Turkey is rapidly developing into a threat to peace and stability in the Middle East.
The regime of President [formerly Prime Minister] Recep Tayyip Erdogan and his AKP Justice and Development Party are increasingly authoritarian. Their effort to obtain nuclear power with its military offshoots would make it an imposing and new threat to the whole region.
Behind Erdogan’s efforts, of course, is nostalgia for Turkey’s once dominant role in that part of the world. The Turkish Empire at its zenith in the early 19th century stretched from the gates of Vienna to Aden to Gibraltar, incorporating most of the eastern Mediterranean.
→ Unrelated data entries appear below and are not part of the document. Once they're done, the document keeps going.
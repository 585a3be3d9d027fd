//! Dimensional analysis types
//!
//! A physical dimension is a vector of rational exponents over named base
//! dimensions (`[length]`, `[mass]`, ...). Dimensions that do not appear in
//! the vector implicitly have exponent zero, and zero exponents are never
//! stored, so two vectors compare equal exactly when every exponent matches.

use std::collections::BTreeMap;
use std::fmt;

use num_rational::Rational64;
use num_traits::{CheckedAdd, CheckedDiv, CheckedMul, One, Signed, Zero};
use serde::{Deserialize, Serialize};

/// Exponent of a base dimension (integers and simple fractions like 3/2)
pub type Exponent = Rational64;

/// Names of the built-in base dimensions
pub const LENGTH: &str = "[length]";
pub const MASS: &str = "[mass]";
pub const TIME: &str = "[time]";
pub const TEMPERATURE: &str = "[temperature]";
pub const CURRENT: &str = "[current]";
pub const SUBSTANCE: &str = "[substance]";
pub const LUMINOSITY: &str = "[luminosity]";

/// How two dimension vectors are combined
#[derive(Debug, Clone, Copy, PartialEq, Eq)]
pub enum Combine {
    /// Product of quantities (add exponents)
    Multiply,
    /// Quotient of quantities (subtract exponents)
    Divide,
}

/// Represents the dimensions of a physical quantity as rational exponents
/// of named base dimensions.
#[derive(Debug, Clone, Default, PartialEq, Eq, Hash, Serialize, Deserialize)]
pub struct DimensionVector {
    exponents: BTreeMap<String, Exponent>,
}

impl DimensionVector {
    /// Dimensionless quantity (no exponents)
    pub fn dimensionless() -> Self {
        Self::default()
    }

    /// A single base dimension with exponent 1
    pub fn base(name: impl Into<String>) -> Self {
        let mut exponents = BTreeMap::new();
        exponents.insert(name.into(), Exponent::one());
        DimensionVector { exponents }
    }

    /// Build a vector from `(base dimension, exponent)` pairs.
    /// A later pair for the same dimension replaces an earlier one; zero
    /// exponents are dropped.
    pub fn from_exponents<I, S>(pairs: I) -> Self
    where
        I: IntoIterator<Item = (S, Exponent)>,
        S: Into<String>,
    {
        let mut exponents: BTreeMap<String, Exponent> =
            pairs.into_iter().map(|(name, exp)| (name.into(), exp)).collect();
        exponents.retain(|_, e| !e.is_zero());
        DimensionVector { exponents }
    }

    /// Exponent of a base dimension (zero when absent)
    pub fn exponent(&self, name: &str) -> Exponent {
        self.exponents.get(name).copied().unwrap_or_else(Exponent::zero)
    }

    /// Iterate `(base dimension, exponent)` pairs in name order
    pub fn iter(&self) -> impl Iterator<Item = (&str, Exponent)> + '_ {
        self.exponents.iter().map(|(name, exp)| (name.as_str(), *exp))
    }

    /// Number of base dimensions with a non-zero exponent
    pub fn len(&self) -> usize {
        self.exponents.len()
    }

    pub fn is_empty(&self) -> bool {
        self.exponents.is_empty()
    }

    /// Check if this is a dimensionless quantity
    pub fn is_dimensionless(&self) -> bool {
        self.exponents.is_empty()
    }

    /// Combine two vectors dimension-wise.
    ///
    /// Returns `None` when an exponent leaves the `i64` ratio range.
    pub fn combine(&self, other: &DimensionVector, op: Combine) -> Option<DimensionVector> {
        let mut exponents = self.exponents.clone();
        for (name, &exp) in &other.exponents {
            let exp = match op {
                Combine::Multiply => exp,
                Combine::Divide => checked_neg(exp)?,
            };
            let current = exponents.get(name).copied().unwrap_or_else(Exponent::zero);
            let sum = checked_add(current, exp)?;
            if sum.is_zero() {
                exponents.remove(name);
            } else {
                exponents.insert(name.clone(), sum);
            }
        }
        Some(DimensionVector { exponents })
    }

    /// Multiply dimensions (add exponents)
    pub fn multiply(&self, other: &DimensionVector) -> Option<DimensionVector> {
        self.combine(other, Combine::Multiply)
    }

    /// Divide dimensions (subtract exponents)
    pub fn divide(&self, other: &DimensionVector) -> Option<DimensionVector> {
        self.combine(other, Combine::Divide)
    }

    /// Raise to a rational power (scale every exponent)
    pub fn power(&self, n: Exponent) -> Option<DimensionVector> {
        if n.is_zero() {
            return Some(DimensionVector::dimensionless());
        }
        let exponents = self
            .exponents
            .iter()
            .map(|(name, &exp)| Some((name.clone(), checked_mul(exp, n)?)))
            .collect::<Option<BTreeMap<_, _>>>()?;
        Some(DimensionVector { exponents })
    }

    /// Invert dimensions (negate exponents)
    pub fn invert(&self) -> Option<DimensionVector> {
        self.power(-Exponent::one())
    }
}

impl fmt::Display for DimensionVector {
    fn fmt(&self, f: &mut fmt::Formatter<'_>) -> fmt::Result {
        if self.is_dimensionless() {
            return write!(f, "dimensionless");
        }

        let mut numerator = Vec::new();
        let mut denominator = Vec::new();
        for (name, exp) in self.iter() {
            let magnitude = exp.abs();
            let term = if magnitude.is_one() {
                name.to_string()
            } else {
                format!("{} ** {}", name, format_exponent(magnitude))
            };
            if exp.is_positive() {
                numerator.push(term);
            } else {
                denominator.push(term);
            }
        }

        let numerator = if numerator.is_empty() {
            "1".to_string()
        } else {
            numerator.join(" * ")
        };
        if denominator.is_empty() {
            write!(f, "{}", numerator)
        } else {
            write!(f, "{} / {}", numerator, denominator.join(" / "))
        }
    }
}

impl FromIterator<(String, Exponent)> for DimensionVector {
    fn from_iter<T: IntoIterator<Item = (String, Exponent)>>(iter: T) -> Self {
        DimensionVector::from_exponents(iter)
    }
}

// Exponent arithmetic. Results whose numerator would be `i64::MIN` are
// rejected too, so negation and `abs` stay safe on every stored exponent.

fn bounded(exp: Exponent) -> Option<Exponent> {
    (*exp.numer() != i64::MIN).then_some(exp)
}

pub fn checked_add(a: Exponent, b: Exponent) -> Option<Exponent> {
    a.checked_add(&b).and_then(bounded)
}

pub fn checked_mul(a: Exponent, b: Exponent) -> Option<Exponent> {
    a.checked_mul(&b).and_then(bounded)
}

pub fn checked_div(a: Exponent, b: Exponent) -> Option<Exponent> {
    a.checked_div(&b).and_then(bounded)
}

pub fn checked_neg(a: Exponent) -> Option<Exponent> {
    bounded(a).map(|a| -a)
}

/// Integer power by squaring; `None` on overflow or a zero base with a
/// negative power.
pub fn checked_pow(base: Exponent, n: i64) -> Option<Exponent> {
    let mut square = if n < 0 {
        checked_div(Exponent::one(), base)?
    } else {
        bounded(base)?
    };
    let mut remaining = n.unsigned_abs();
    let mut result = Exponent::one();
    while remaining > 0 {
        if remaining & 1 == 1 {
            result = checked_mul(result, square)?;
        }
        remaining >>= 1;
        if remaining > 0 {
            square = checked_mul(square, square)?;
        }
    }
    Some(result)
}

/// Convert an exponent to a float for scale arithmetic
pub fn exponent_to_f64(exp: Exponent) -> f64 {
    *exp.numer() as f64 / *exp.denom() as f64
}

/// Render an exponent as decimal text.
///
/// Integers render without a fraction part, terminating fractions render
/// exactly (`3/2` -> `1.5`), anything else is rounded to six decimals.
pub fn format_exponent(exp: Exponent) -> String {
    if exp.is_integer() {
        return exp.to_integer().to_string();
    }
    let value = exponent_to_f64(exp);
    if is_terminating(*exp.denom()) {
        return value.to_string();
    }
    let text = format!("{:.6}", value);
    text.trim_end_matches('0').trim_end_matches('.').to_string()
}

fn is_terminating(mut denom: i64) -> bool {
    denom = denom.abs();
    for factor in [2, 5] {
        while denom % factor == 0 {
            denom /= factor;
        }
    }
    denom == 1
}

/// Parse exponent text: integers (`-2`), decimals (`1.5`) or ratios (`1/3`).
///
/// Decimals are converted exactly, never through floating point.
pub fn parse_exponent(text: &str) -> Option<Exponent> {
    let text = text.trim();
    let (negative, digits) = match text.strip_prefix('-') {
        Some(rest) => (true, rest.trim_start()),
        None => (false, text.strip_prefix('+').unwrap_or(text)),
    };
    if digits.is_empty() {
        return None;
    }

    let value = if let Some((num, den)) = digits.split_once('/') {
        let num: i64 = num.trim().parse().ok()?;
        let den: i64 = den.trim().parse().ok()?;
        if den == 0 {
            return None;
        }
        Exponent::new(num, den)
    } else if let Some((whole, frac)) = digits.split_once('.') {
        if (whole.is_empty() && frac.is_empty())
            || !whole.chars().chain(frac.chars()).all(|c| c.is_ascii_digit())
        {
            return None;
        }
        let scale = 10i64.checked_pow(u32::try_from(frac.len()).ok()?)?;
        let whole: i64 = if whole.is_empty() { 0 } else { whole.parse().ok()? };
        let frac: i64 = if frac.is_empty() { 0 } else { frac.parse().ok()? };
        let numer = whole.checked_mul(scale)?.checked_add(frac)?;
        Exponent::new(numer, scale)
    } else {
        if !digits.chars().all(|c| c.is_ascii_digit()) {
            return None;
        }
        Exponent::from_integer(digits.parse().ok()?)
    };

    Some(if negative { -value } else { value })
}
impl Bootstrap {
    /// Bundled default table with the default patches
    pub fn new() -> Self {
        Self::from_config(&BootstrapConfig::default())
    }

    /// No tables and no patches; bundled tables stay importable
    pub fn empty() -> Self {
        Bootstrap {
            available: bundled(),
            tables: Vec::new(),
            patches: Vec::new(),
            skip_imports: Vec::new(),
        }
    }

    pub fn from_config(config: &BootstrapConfig) -> Self {
        Bootstrap {
            available: bundled(),
            tables: config.tables.clone(),
            patches: config.patches.clone(),
            skip_imports: if config.load_constants {
                Vec::new()
            } else {
                vec![CONSTANTS_TABLE.to_string()]
            },
        }
    }

    /// Add a table and load it after the ones already configured
    pub fn with_source(mut self, name: impl Into<String>, text: impl Into<String>) -> Self {
        let name = name.into();
        self.available.retain(|(n, _)| *n != name);
        self.available.push((name.clone(), text.into()));
        self.tables.push(name);
        self
    }

    pub fn with_patch(mut self, patch: Patch) -> Self {
        self.patches.push(patch);
        self
    }

    pub fn without_patches(mut self) -> Self {
        self.patches.clear();
        self
    }

    /// Build a fresh registry
    pub fn load(&self) -> Result<UnitRegistry> {
        let mut registry = UnitRegistry::empty();
        self.load_into(&mut registry)?;
        Ok(registry)
    }

    /// Load every configured table into `registry`; returns the number of
    /// definitions applied.
    pub fn load_into(&self, registry: &mut UnitRegistry) -> Result<usize> {
        let mut pending = Vec::new();
        for table in &self.tables {
            let mut stack = HashSet::new();
            self.collect(table, None, &mut stack, &mut pending)?;
        }
        for located in &mut pending {
            for patch in &self.patches {
                patch.apply(&mut located.definition);
            }
        }

        let total = pending.len();
        let mut passes = 0;
        while !pending.is_empty() {
            passes += 1;
            let before = pending.len();
            let mut deferred = Vec::new();
            let mut last_error = None;
            for located in pending {
                match located.definition.apply(registry) {
                    Ok(()) => {}
                    Err(e) if is_deferrable(&e) => {
                        last_error.get_or_insert_with(|| (located.clone(), e));
                        deferred.push(located);
                    }
                    Err(e) => return Err(located.fail(e.to_string())),
                }
            }
            if deferred.len() == before {
                if let Some((located, e)) = last_error {
                    return Err(located.fail(e.to_string()));
                }
            }
            pending = deferred;
        }

        info!(
            definitions = total,
            units = registry.len(),
            prefixes = registry.prefixes().count(),
            dimensions = registry.dimensions().count(),
            passes,
            "unit registry loaded"
        );
        Ok(total)
    }

    fn source(&self, name: &str) -> Option<&str> {
        self.available
            .iter()
            .find(|(n, _)| n == name)
            .map(|(_, text)| text.as_str())
    }

    /// Parse a table, inlining imports depth first
    fn collect(
        &self,
        name: &str,
        importer: Option<&Located>,
        stack: &mut HashSet<String>,
        out: &mut Vec<Located>,
    ) -> Result<()> {
        let missing = |reason: String| match importer {
            Some(located) => located.fail(reason),
            None => UnitError::MalformedDefinition {
                source_name: name.to_string(),
                line: 0,
                text: String::new(),
                reason,
            },
        };
        let text = self
            .source(name)
            .ok_or_else(|| missing(format!("no definition table named '{}'", name)))?;
        if !stack.insert(name.to_string()) {
            return Err(missing(format!("circular import of '{}'", name)));
        }
        debug!(table = name, "loading definition table");

        for (i, raw) in text.lines().enumerate() {
            let parsed = Definition::parse(raw).map_err(|reason| UnitError::MalformedDefinition {
                source_name: name.to_string(),
                line: i + 1,
                text: raw.trim().to_string(),
                reason,
            })?;
            let Some(definition) = parsed else {
                continue;
            };
            let located = Located {
                source: name.to_string(),
                line: i + 1,
                text: raw.trim().to_string(),
                definition,
            };
            if let Definition::Import(file) = &located.definition {
                if self.skip_imports.contains(file) {
                    debug!(table = %file, "import skipped");
                } else {
                    self.collect(file, Some(&located), stack, out)?;
                }
                continue;
            }
            out.push(located);
        }
        stack.remove(name);
        Ok(())
    }
}

fn bundled() -> Vec<(String, String)> {
    BUNDLED_TABLES
        .iter()
        .map(|(name, text)| (name.to_string(), text.to_string()))
        .collect()
}

/// Errors a later definition in the same load may fix
fn is_deferrable(e: &UnitError) -> bool {
    matches!(
        e,
        UnitError::UndefinedUnit { .. }
            | UnitError::UnknownUnit { .. }
            | UnitError::InvalidDimensionDeclaration { .. }
    )
}

impl UnitRegistry {
    /// Register one definition line using the table grammar
    pub fn define(&mut self, line: &str) -> Result<()> {
        let parsed = Definition::parse(line).map_err(|reason| UnitError::MalformedDefinition {
            source_name: "<define>".to_string(),
            line: 1,
            text: line.trim().to_string(),
            reason,
        })?;
        match parsed {
            Some(definition) => definition.apply(self),
            None => Ok(()),
        }
    }
}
Its collapse in World War I left behind a truncated nationalist state dedicated to linguistic Turks although with considerable racial and ethnic minorities.
Today the Republic of Turkey stretches from the peninsula of Anatolia in Western Asia across the Dardanelles Straits separating the two continents with a smaller portion of the Balkan peninsula in Southeast Europe. It is bordered by eight countries. Some 80% of the country’s 80 million, identify themselves as ethnic Turks, with Kurds, altogether a 45-million ethnic minority spread throughout the region, making up another 20% of its population. Kurdish nationalists recently have agitated for autonomy against resistance in Ankara, especially in southeastern Syrian border areas where they are dominant.
Meanwhile, Erdogan announced over the summer that he had signed a deal with Russia’s State Atomic Energy Corporation [ROSATOM] to begin building three nuclear power plants. Since 2001 Ankara has refused investment in its dilapidated conventional power structures largely dependent on imported natural gas, for the country’s inadequate electricity supply.
The $20 billion deal with Moscow, in the works since 2010, involves the construction of the Akkuyu nuclear power plant — Turkey’s first-ever – theoretically to be operational in 2023. Turkey is only the latest to benefit from Russia’s ROSATOM, with Moscow’s earlier nuclear cooperation deals signed with Iran, Jordan and Saudi Arabia. This growing civilian nuclear sales program is seen not only as a Moscow play for power in the Middle East but also providing desperately-needed revenue for Russia, hurt by sanctions imposed on Moscow following its invasion of Ukraine.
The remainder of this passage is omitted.